Exercise brief = Please write the data out once more, exactly as it is given.

Input data =

// CLASSIFICATION: COMMUNITY
// Filename: module.rs v0.2
// Date Modified: 2026-10-19
// Author: Lukas Bower

//! Defines the IR Module, the root value threaded through a pass pipeline.

use std::fmt;

use serde::{Deserialize, Serialize};

use crate::ir::operation::Operation;

/// A compilation unit holding an ordered list of top-level operations.
#[derive(Clone, Debug, Default, PartialEq, Eq, Serialize, Deserialize)]
pub struct Module {
    /// Optional symbol name (`module @name { ... }`).
    #[serde(default, skip_serializing_if = "Option::is_none")]
    pub name: Option<String>,
    /// Top-level operations in program order.
    #[serde(default)]
    pub ops: Vec<Operation>,
}

impl Module {
    /// Creates a new anonymous, empty module.
    pub fn new() -> Self {
        Module::default()
    }

    /// Creates a new empty module with a symbol name.
    pub fn named(name: impl Into<String>) -> Self {
        Module {
            name: Some(name.into()),
            ops: Vec::new(),
        }
    }

    /// Appends a top-level operation.
    pub fn push(&mut self, op: Operation) {
        self.ops.push(op);
    }

    /// Builder-style append.
    pub fn with_op(mut self, op: Operation) -> Self {
        self.ops.push(op);
        self
    }

    /// Total number of operations, nested ones included.
    pub fn op_count(&self) -> usize {
        let mut n = 0;
        self.walk(&mut |_| n += 1);
        n
    }

    /// Visit every operation in pre-order.
    pub fn walk<'a>(&'a self, f: &mut impl FnMut(&'a Operation)) {
        for op in &self.ops {
            op.walk(f);
        }
    }

    /// Pre-order visit that stops at the first error.
    pub fn try_walk<E>(&self, f: &mut impl FnMut(&Operation) -> Result<(), E>) -> Result<(), E> {
        for op in &self.ops {
            op.try_walk(f)?;
        }
        Ok(())
    }

    /// Mutable pre-order visit that stops at the first error.
    pub fn try_walk_mut<E>(
        &mut self,
        f: &mut impl FnMut(&mut Operation) -> Result<(), E>,
    ) -> Result<(), E> {
        for op in &mut self.ops {
            op.try_walk_mut(f)?;
        }
        Ok(())
    }

    /// Return a textual representation of the module using the IR printer.
    pub fn print_ir(&self) -> String {
        crate::ir::printer::print_module(self)
    }
}

impl fmt::Display for Module {
    fn fmt(&self, f: &mut fmt::Formatter<'_>) -> fmt::Result {
        f.write_str(&self.print_ir())
    }
}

Exercise result =
// CLASSIFICATION: COMMUNITY
// Filename: module.rs v0.2
// Date Modified: 2026-10-19
// Author: Lukas Bower

//! Defines the IR Module, the root value threaded through a pass pipeline.

use std::fmt;

use serde::{Deserialize, Serialize};

use crate::ir::operation::Operation;

/// A compilation unit holding an ordered list of top-level operations.
#[derive(Clone, Debug, Default, PartialEq, Eq, Serialize, Deserialize)]
pub struct Module {
    /// Optional symbol name (`module @name { ... }`).
    #[serde(default, skip_serializing_if = "Option::is_none")]
    pub name: Option<String>,
    /// Top-level operations in program order.
    #[serde(default)]
    pub ops: Vec<Operation>,
}

impl Module {
    /// Creates a new anonymous, empty module.
    pub fn new() -> Self {
        Module::default()
    }

    /// Creates a new empty module with a symbol name.
    pub fn named(name: impl Into<String>) -> Self {
        Module {
            name: Some(name.into()),
            ops: Vec::new(),
        }
    }

    /// Appends a top-level operation.
    pub fn push(&mut self, op: Operation) {
        self.ops.push(op);
    }

    /// Builder-style append.
    pub fn with_op(mut self, op: Operation) -> Self {
        self.ops.push(op);
        self
    }

    /// Total number of operations, nested ones included.
    pub fn op_count(&self) -> usize {
        let mut n = 0;
        self.walk(&mut |_| n += 1);
        n
    }

    /// Visit every operation in pre-order.
    pub fn walk<'a>(&'a self, f: &mut impl FnMut(&'a Operation)) {
        for op in &self.ops {
            op.walk(f);
        }
    }

    /// Pre-order visit that stops at the first error.
    pub fn try_walk<E>(&self, f: &mut impl FnMut(&Operation) -> Result<(), E>) -> Result<(), E> {
        for op in &self.ops {
            op.try_walk(f)?;
        }
        Ok(())
    }

    /// Mutable pre-order visit that stops at the first error.
    pub fn try_walk_mut<E>(
        &mut self,
        f: &mut impl FnMut(&mut Operation) -> Result<(), E>,
    ) -> Result<(), E> {
        for op in &mut self.ops {
            op.try_walk_mut(f)?;
        }
        Ok(())
    }

    /// Return a textual representation of the module using the IR printer.
    pub fn print_ir(&self) -> String {
        crate::ir::printer::print_module(self)
    }
}

impl fmt::Display for Module {
    fn fmt(&self, f: &mut fmt::Formatter<'_>) -> fmt::Result {
        f.write_str(&self.print_ir())
    }
}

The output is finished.